What you will do: Whenever the word "warnings" appears in a line of the data below, copy that line.

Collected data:
//! Wordle Game
//!
//! A terminal word-guessing game with exact duplicate-letter scoring.
//!
//! # Quick Start
//!
//! ```rust
//! use wordle_game::core::Word;
//! use wordle_game::game::{GameState, Session};
//!
//! let target = Word::new("crane").unwrap();
//! let mut session = Session::new(target, 6).unwrap();
//!
//! let attempt = session.submit_guess("trace", true).unwrap();
//! println!("{}", attempt.verdicts());
//!
//! session.submit_guess("crane", true).unwrap();
//! assert_eq!(session.state(), GameState::Won);
//! ```

// Core domain types
pub mod core;

// Error types
pub mod error;

// Game sessions
pub mod game;

// Word lists
pub mod wordlists;

// Target selection
pub mod select;

// Configuration file
pub mod config;

// Diagnostic logging
pub mod logging;

// Command implementations
pub mod commands;

// Terminal output formatting
pub mod output;

// Interactive TUI interface
pub mod interactive;

pub use error::GameError;
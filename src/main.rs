//! Wordle - CLI
//!
//! Terminal word-guessing game with TUI and line-based modes.

use anyhow::{Context, Result};
use clap::{Parser, Subcommand};
use std::path::{Path, PathBuf};
use wordle_game::{
    commands::{run_simple, score_words},
    config::{DEFAULT_CONFIG_PATH, GameConfig, load_config},
    logging,
    output::{SymbolSet, render_verdicts},
    select::TargetSelector,
    wordlists::WordBank,
};

#[derive(Parser)]
#[command(
    name = "wordle",
    about = "Guess the hidden word; every letter is scored Absent, Present or Correct",
    version,
    author
)]
struct Cli {
    #[command(subcommand)]
    command: Option<Commands>,

    /// Config file (default: wordle.toml in the current directory, if present)
    #[arg(short, long, global = true)]
    config: Option<PathBuf>,

    /// File of accepted guesses, one word per line
    #[arg(long, global = true)]
    allowed: Option<PathBuf>,

    /// File of possible target words, one word per line
    #[arg(long, global = true)]
    targets: Option<PathBuf>,

    /// Use today's word instead of a random one
    #[arg(short, long, global = true)]
    daily: bool,

    /// Seed for the random target choice
    #[arg(long, global = true)]
    seed: Option<u64>,

    /// Number of guesses per game
    #[arg(short = 'n', long, global = true)]
    max_attempts: Option<usize>,

    /// Verbose logging; reveals the target word
    #[arg(long, global = true)]
    debug: bool,
}

#[derive(Subcommand)]
enum Commands {
    /// Interactive TUI mode (default)
    Play,

    /// Simple line-based mode (no TUI)
    Simple,

    /// Score a guess against a target and print the verdicts
    Score {
        /// The guessed word
        guess: String,

        /// The target word
        target: String,

        /// Print G/Y/- instead of the configured glyphs
        #[arg(long)]
        ascii: bool,
    },

    /// Print the effective configuration as TOML
    Config,
}

impl Cli {
    /// Config file settings with command-line flags applied on top
    fn resolve_config(&self) -> Result<GameConfig> {
        let path = self
            .config
            .clone()
            .unwrap_or_else(|| PathBuf::from(DEFAULT_CONFIG_PATH));
        let mut config = logging::with_startup_logging(|| load_config(&path))?;

        if let Some(n) = self.max_attempts {
            config.max_attempts = n;
        }
        if self.daily {
            config.seed_from_date = true;
        }
        if self.debug {
            config.debug_mode = true;
        }
        if self.allowed.is_some() {
            config.allowed_path.clone_from(&self.allowed);
        }
        if self.targets.is_some() {
            config.targets_path.clone_from(&self.targets);
        }
        Ok(config)
    }
}

fn main() -> Result<()> {
    let cli = Cli::parse();
    let config = cli.resolve_config()?;
    logging::init(config.debug_mode);

    // Default to Play mode if no command given
    let command = cli.command.unwrap_or(Commands::Play);

    match command {
        Commands::Score {
            guess,
            target,
            ascii,
        } => run_score_command(&guess, &target, ascii, &config),
        Commands::Config => {
            print!("{}", config.to_toml()?);
            Ok(())
        }
        Commands::Play => {
            let bank = load_word_bank(&config)?;
            let selector = TargetSelector::from_settings(config.seed_from_date, cli.seed);
            run_play_command(&bank, &config, selector)
        }
        Commands::Simple => {
            let bank = load_word_bank(&config)?;
            let selector = TargetSelector::from_settings(config.seed_from_date, cli.seed);
            run_simple(&bank, &config, selector)
        }
    }
}

/// Load word lists once; a malformed list stops the program here
fn load_word_bank(config: &GameConfig) -> Result<WordBank> {
    WordBank::load(
        config.allowed_path.as_deref(),
        config.targets_path.as_deref(),
        config.word_length,
    )
    .with_context(|| {
        let source = |p: Option<&Path>| {
            p.map_or_else(|| "embedded".to_string(), |p| p.display().to_string())
        };
        format!(
            "failed to load {}-letter word lists (allowed: {}, targets: {})",
            config.word_length,
            source(config.allowed_path.as_deref()),
            source(config.targets_path.as_deref())
        )
    })
}

fn run_score_command(guess: &str, target: &str, ascii: bool, config: &GameConfig) -> Result<()> {
    let result = score_words(guess, target)?;
    let symbols = if ascii {
        SymbolSet::ascii()
    } else {
        SymbolSet::from(&config.display_symbols)
    };

    println!(
        "{} {}",
        result.guess.text().to_uppercase(),
        render_verdicts(&result.verdicts, &symbols)
    );
    Ok(())
}

fn run_play_command(bank: &WordBank, config: &GameConfig, selector: TargetSelector) -> Result<()> {
    use wordle_game::interactive::{App, run_tui};

    let app = App::new(bank, config, selector)?;
    run_tui(app)
}
//! Game session state machine
//!
//! A `Session` owns one target word and the ordered attempts made against it.
//! It moves from `InProgress` to `Won` or `Lost` and refuses further guesses
//! once terminal.

use crate::core::{Verdict, Verdicts, Word, WordError, letter_hints, score};
use crate::error::GameError;
use rustc_hash::FxHashMap;
use tracing::{debug, info};

/// One accepted guess and its verdicts
#[derive(Debug, Clone, PartialEq, Eq)]
pub struct Attempt {
    sequence: usize,
    word: Word,
    verdicts: Verdicts,
}

impl Attempt {
    /// Submission order, starting at 1
    #[must_use]
    pub const fn sequence(&self) -> usize {
        self.sequence
    }

    #[must_use]
    pub const fn word(&self) -> &Word {
        &self.word
    }

    #[must_use]
    pub const fn verdicts(&self) -> &Verdicts {
        &self.verdicts
    }

    #[must_use]
    pub fn is_winning(&self) -> bool {
        self.verdicts.is_all_correct()
    }
}

#[derive(Debug, Clone, Copy, PartialEq, Eq)]
pub enum GameState {
    InProgress,
    Won,
    Lost,
}

impl GameState {
    #[must_use]
    pub const fn is_terminal(self) -> bool {
        !matches!(self, Self::InProgress)
    }
}

/// A single game against a fixed target word
#[derive(Debug, Clone)]
pub struct Session {
    target: Word,
    attempts: Vec<Attempt>,
    max_attempts: usize,
}

impl Session {
    /// Start a game
    ///
    /// # Errors
    /// Returns `GameError::InvalidConfiguration` if `max_attempts` is zero.
    ///
    /// # Examples
    /// ```
    /// use wordle_game::core::Word;
    /// use wordle_game::game::Session;
    ///
    /// let target = Word::new("crane").unwrap();
    /// let mut session = Session::new(target, 6).unwrap();
    ///
    /// let attempt = session.submit_guess("trace", true).unwrap();
    /// assert_eq!(attempt.sequence(), 1);
    /// assert_eq!(session.remaining_attempts(), 5);
    /// ```
    pub fn new(target: Word, max_attempts: usize) -> Result<Self, GameError> {
        if max_attempts < 1 {
            return Err(GameError::InvalidConfiguration(
                "max_attempts must be at least 1".to_string(),
            ));
        }

        debug!(word_length = target.len(), max_attempts, "session created");

        Ok(Self {
            target,
            attempts: Vec::new(),
            max_attempts,
        })
    }

    /// Submit a guess
    ///
    /// `is_known_valid` is the caller's dictionary membership result; the
    /// session does not own any word list.
    ///
    /// Checks run in this order: terminal state, length, letters, repeats,
    /// dictionary. On any error the session is left untouched.
    ///
    /// # Errors
    /// - `SessionOver` if the game is already won or lost
    /// - `WrongLength` if the guess length differs from the target's
    /// - `NonAlphabetic` if the guess contains anything but letters
    /// - `DuplicateGuess` if the same word was guessed before
    /// - `DictionaryRejected` if `is_known_valid` is false
    pub fn submit_guess(&mut self, input: &str, is_known_valid: bool) -> Result<Attempt, GameError> {
        if self.state().is_terminal() {
            return Err(GameError::SessionOver);
        }

        let word = Word::with_length(input, self.target.len()).map_err(|e| match e {
            WordError::InvalidLength { expected, actual } => {
                GameError::WrongLength { expected, actual }
            }
            WordError::Empty => GameError::WrongLength {
                expected: self.target.len(),
                actual: 0,
            },
            WordError::NonAlphabetic => GameError::NonAlphabetic,
        })?;

        if self.has_guessed(&word) {
            return Err(GameError::DuplicateGuess(word.text().to_string()));
        }

        if !is_known_valid {
            return Err(GameError::DictionaryRejected(word.text().to_string()));
        }

        let verdicts = score(&word, &self.target)?;
        let attempt = Attempt {
            sequence: self.attempts.len() + 1,
            word,
            verdicts,
        };

        debug!(
            sequence = attempt.sequence,
            verdicts = %attempt.verdicts,
            "guess accepted"
        );

        self.attempts.push(attempt.clone());

        match self.state() {
            GameState::Won => info!(attempts = self.attempts.len(), "game won"),
            GameState::Lost => info!(attempts = self.attempts.len(), "game lost"),
            GameState::InProgress => {}
        }

        Ok(attempt)
    }

    /// True iff the most recent attempt is all Correct
    #[must_use]
    pub fn is_won(&self) -> bool {
        self.attempts.last().is_some_and(Attempt::is_winning)
    }

    /// True iff every attempt was used without a win
    #[must_use]
    pub fn is_exhausted(&self) -> bool {
        self.attempts.len() == self.max_attempts && !self.is_won()
    }

    #[must_use]
    pub fn remaining_attempts(&self) -> usize {
        self.max_attempts - self.attempts.len()
    }

    #[must_use]
    pub fn state(&self) -> GameState {
        if self.is_won() {
            GameState::Won
        } else if self.is_exhausted() {
            GameState::Lost
        } else {
            GameState::InProgress
        }
    }

    #[must_use]
    pub fn attempts(&self) -> &[Attempt] {
        &self.attempts
    }

    #[must_use]
    pub fn attempt_count(&self) -> usize {
        self.attempts.len()
    }

    #[must_use]
    pub const fn max_attempts(&self) -> usize {
        self.max_attempts
    }

    #[must_use]
    pub const fn target(&self) -> &Word {
        &self.target
    }

    #[must_use]
    pub fn word_length(&self) -> usize {
        self.target.len()
    }

    #[must_use]
    pub fn has_guessed(&self, word: &Word) -> bool {
        self.attempts.iter().any(|a| a.word == *word)
    }

    /// Best verdict known for each guessed letter, for keyboard displays
    #[must_use]
    pub fn letter_hints(&self) -> FxHashMap<u8, Verdict> {
        letter_hints(self.attempts.iter().map(|a| (&a.word, &a.verdicts)))
    }
}
//! Core domain types for the game
//!
//! Words, verdicts and the scoring function. Everything here is pure: no I/O,
//! no shared state.

mod scorer;
mod verdict;
mod word;

pub use scorer::{letter_hints, score};
pub use verdict::{Verdict, Verdicts};
pub use word::{Word, WordError};
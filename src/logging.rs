//! Diagnostic logging
//!
//! Game output goes to stdout (or the terminal UI); tracing goes to stderr and
//! is quiet by default.

use tracing::Level;
use tracing_subscriber::{EnvFilter, fmt, layer::SubscriberExt, util::SubscriberInitExt};

/// Run `f` with warnings going to stderr before `init` has been called.
///
/// Config loading happens before the log level is known; this keeps its
/// fallback warnings visible.
pub fn with_startup_logging<T>(f: impl FnOnce() -> T) -> T {
    let subscriber = fmt()
        .with_writer(std::io::stderr)
        .with_max_level(Level::WARN)
        .compact()
        .finish();
    tracing::subscriber::with_default(subscriber, f)
}

/// Initialize the tracing subscriber.
///
/// Reads `RUST_LOG` if set. Otherwise the level is `warn`, or `debug` for this
/// crate when `debug` is true (which also logs the selected target word).
///
/// # Example
/// ```bash
/// RUST_LOG=wordle_game=debug wordle simple
/// ```
pub fn init(debug: bool) {
    let fallback = if debug { "warn,wordle_game=debug" } else { "warn" };
    let filter = EnvFilter::try_from_default_env().unwrap_or_else(|_| EnvFilter::new(fallback));

    // A second call (e.g. from tests) keeps the first subscriber.
    let _ = tracing_subscriber::registry()
        .with(filter)
        .with(fmt::layer().with_writer(std::io::stderr).compact())
        .try_init();
}
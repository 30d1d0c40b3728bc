//! Text formatting for verdicts, attempts and shareable summaries

use crate::core::{Verdict, Verdicts};
use chrono::NaiveDate;
use crate::game::{Attempt, GameState, Session};

/// One glyph per verdict
#[derive(Debug, Clone, PartialEq, Eq)]
pub struct SymbolSet {
    /// Indexed by `Verdict::ordinal`
    glyphs: [String; 3],
}

impl SymbolSet {
    #[must_use]
    pub fn new(absent: impl Into<String>, present: impl Into<String>, correct: impl Into<String>) -> Self {
        Self {
            glyphs: [absent.into(), present.into(), correct.into()],
        }
    }

    /// Plain ASCII glyphs for terminals without emoji
    #[must_use]
    pub fn ascii() -> Self {
        Self::new("-", "Y", "G")
    }

    #[must_use]
    pub fn glyph(&self, verdict: Verdict) -> &str {
        &self.glyphs[usize::from(verdict.ordinal())]
    }
}

impl Default for SymbolSet {
    fn default() -> Self {
        Self::new("⬛", "🟨", "🟩")
    }
}

impl From<&[String; 3]> for SymbolSet {
    fn from(glyphs: &[String; 3]) -> Self {
        Self {
            glyphs: glyphs.clone(),
        }
    }
}

/// Format verdicts as a glyph string
#[must_use]
pub fn render_verdicts(verdicts: &Verdicts, symbols: &SymbolSet) -> String {
    verdicts.iter().map(|v| symbols.glyph(v)).collect()
}

/// One line per attempt: `CRANE ⬛🟩🟩🟨🟩 (3/5)`
///
/// The fraction counts Correct positions.
#[must_use]
pub fn render_attempt_line(attempt: &Attempt, symbols: &SymbolSet) -> String {
    let verdicts = attempt.verdicts();
    format!(
        "{} {} ({}/{})",
        attempt.word().text().to_uppercase(),
        render_verdicts(verdicts, symbols),
        verdicts.count(Verdict::Correct),
        verdicts.len()
    )
}

/// Greeting shown when a game front end starts
#[must_use]
pub fn welcome_message(word_length: usize, max_attempts: usize, today: NaiveDate) -> String {
    format!(
        "The date today is {}. Guess the {word_length}-letter word in {max_attempts} tries.",
        today.format("%A, %B %-d, %Y")
    )
}

/// Shareable result: header line, blank line, glyph grid
///
/// The header shows the target when `reveal` is set and a row of `*`
/// otherwise, followed by the winning attempt number or `X` for a loss.
///
/// ```text
/// Wordle CRANE 3/6
///
/// ⬛🟩🟩🟨🟩
/// ...
/// ```
#[must_use]
pub fn share_summary(session: &Session, symbols: &SymbolSet, reveal: bool) -> String {
    let word = if reveal {
        session.target().text().to_uppercase()
    } else {
        "*".repeat(session.word_length())
    };

    let score = match session.state() {
        GameState::Won => session.attempt_count().to_string(),
        GameState::Lost => "X".to_string(),
        GameState::InProgress => "-".to_string(),
    };

    let grid: Vec<String> = session
        .attempts()
        .iter()
        .map(|a| render_verdicts(a.verdicts(), symbols))
        .collect();

    format!(
        "Wordle {word} {score}/{}\n\n{}",
        session.max_attempts(),
        grid.join("\n")
    )
}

Solution:
/// Run `f` with warnings going to stderr before `init` has been called.
/// fallback warnings visible.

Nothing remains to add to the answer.